- _How to complete this task_:
Each entry that follows should be written again verbatim.

- _Given data_:
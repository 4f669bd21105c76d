//! Benchmarks for the forecasting run over many groups.

use anofox_autoforecast::core::Interval;
use anofox_autoforecast::prelude::*;
use chrono::{DateTime, TimeZone, Utc};
use criterion::{black_box, criterion_group, criterion_main, BenchmarkId, Criterion};

fn monthly_frame(groups: usize, n: usize) -> SeriesFrame {
    let mut dates: Vec<DateTime<Utc>> = Vec::with_capacity(groups * n);
    let mut keys = Vec::with_capacity(groups * n);
    let mut values = Vec::with_capacity(groups * n);
    for g in 0..groups {
        for i in 0..n {
            let year = 2015 + (i / 12) as i32;
            let month = (i % 12) as u32 + 1;
            dates.push(Utc.with_ymd_and_hms(year, month, 1, 0, 0, 0).unwrap());
            keys.push(format!("G{g:03}"));
            let season = 10.0 * (2.0 * std::f64::consts::PI * i as f64 / 12.0).sin();
            values.push(100.0 + g as f64 + 0.5 * i as f64 + season + ((i * 7 + g) % 5) as f64);
        }
    }
    SeriesFrame::new()
        .with_time_column("date", dates)
        .unwrap()
        .with_by_column("group", keys)
        .unwrap()
        .with_column("sales", values)
        .unwrap()
}

fn bench_run(c: &mut Criterion) {
    let mut group = c.benchmark_group("autoforecast_run");
    group.sample_size(10);

    for groups in [1, 8, 32].iter() {
        let frame = monthly_frame(*groups, 48);
        let config = ForecastConfig::new(
            TimeAxis::new("date", Interval::Month),
            VariableSpec::new("sales").with_by("group"),
        )
        .with_horizon(12);
        let forecaster = AutoForecast::new(config).unwrap();

        group.bench_with_input(BenchmarkId::new("all_families", groups), groups, |b, _| {
            b.iter(|| forecaster.run(black_box(&frame)).unwrap())
        });
    }

    group.finish();
}

fn bench_selection(c: &mut Criterion) {
    let frame = monthly_frame(8, 48);
    let config = ForecastConfig::new(
        TimeAxis::new("date", Interval::Month),
        VariableSpec::new("sales").with_by("group"),
    )
    .with_horizon(12)
    .with_select(SelectSpec::default().with_holdout(12).with_combine(true));
    let forecaster = AutoForecast::new(config).unwrap();

    let mut group = c.benchmark_group("selection");
    group.sample_size(10);
    group.bench_function("holdout_combined", |b| {
        b.iter(|| forecaster.run(black_box(&frame)).unwrap())
    });
    group.finish();
}

criterion_group!(benches, bench_run, bench_selection);
criterion_main!(benches);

- _Expected output_:
repository 4f669bd21105c76d
//! Benchmarks for the forecasting run over many groups.

use anofox_autoforecast::core::Interval;
use anofox_autoforecast::prelude::*;
use chrono::{DateTime, TimeZone, Utc};
use criterion::{black_box, criterion_group, criterion_main, BenchmarkId, Criterion};

fn monthly_frame(groups: usize, n: usize) -> SeriesFrame {
    let mut dates: Vec<DateTime<Utc>> = Vec::with_capacity(groups * n);
    let mut keys = Vec::with_capacity(groups * n);
    let mut values = Vec::with_capacity(groups * n);
    for g in 0..groups {
        for i in 0..n {
            let year = 2015 + (i / 12) as i32;
            let month = (i % 12) as u32 + 1;
            dates.push(Utc.with_ymd_and_hms(year, month, 1, 0, 0, 0).unwrap());
            keys.push(format!("G{g:03}"));
            let season = 10.0 * (2.0 * std::f64::consts::PI * i as f64 / 12.0).sin();
            values.push(100.0 + g as f64 + 0.5 * i as f64 + season + ((i * 7 + g) % 5) as f64);
        }
    }
    SeriesFrame::new()
        .with_time_column("date", dates)
        .unwrap()
        .with_by_column("group", keys)
        .unwrap()
        .with_column("sales", values)
        .unwrap()
}

fn bench_run(c: &mut Criterion) {
    let mut group = c.benchmark_group("autoforecast_run");
    group.sample_size(10);

    for groups in [1, 8, 32].iter() {
        let frame = monthly_frame(*groups, 48);
        let config = ForecastConfig::new(
            TimeAxis::new("date", Interval::Month),
            VariableSpec::new("sales").with_by("group"),
        )
        .with_horizon(12);
        let forecaster = AutoForecast::new(config).unwrap();

        group.bench_with_input(BenchmarkId::new("all_families", groups), groups, |b, _| {
            b.iter(|| forecaster.run(black_box(&frame)).unwrap())
        });
    }

    group.finish();
}

fn bench_selection(c: &mut Criterion) {
    let frame = monthly_frame(8, 48);
    let config = ForecastConfig::new(
        TimeAxis::new("date", Interval::Month),
        VariableSpec::new("sales").with_by("group"),
    )
    .with_horizon(12)
    .with_select(SelectSpec::default().with_holdout(12).with_combine(true));
    let forecaster = AutoForecast::new(config).unwrap();

    let mut group = c.benchmark_group("selection");
    group.sample_size(10);
    group.bench_function("holdout_combined", |b| {
        b.iter(|| forecaster.run(black_box(&frame)).unwrap())
    });
    group.finish();
}

criterion_group!(benches, bench_run, bench_selection);
criterion_main!(benches);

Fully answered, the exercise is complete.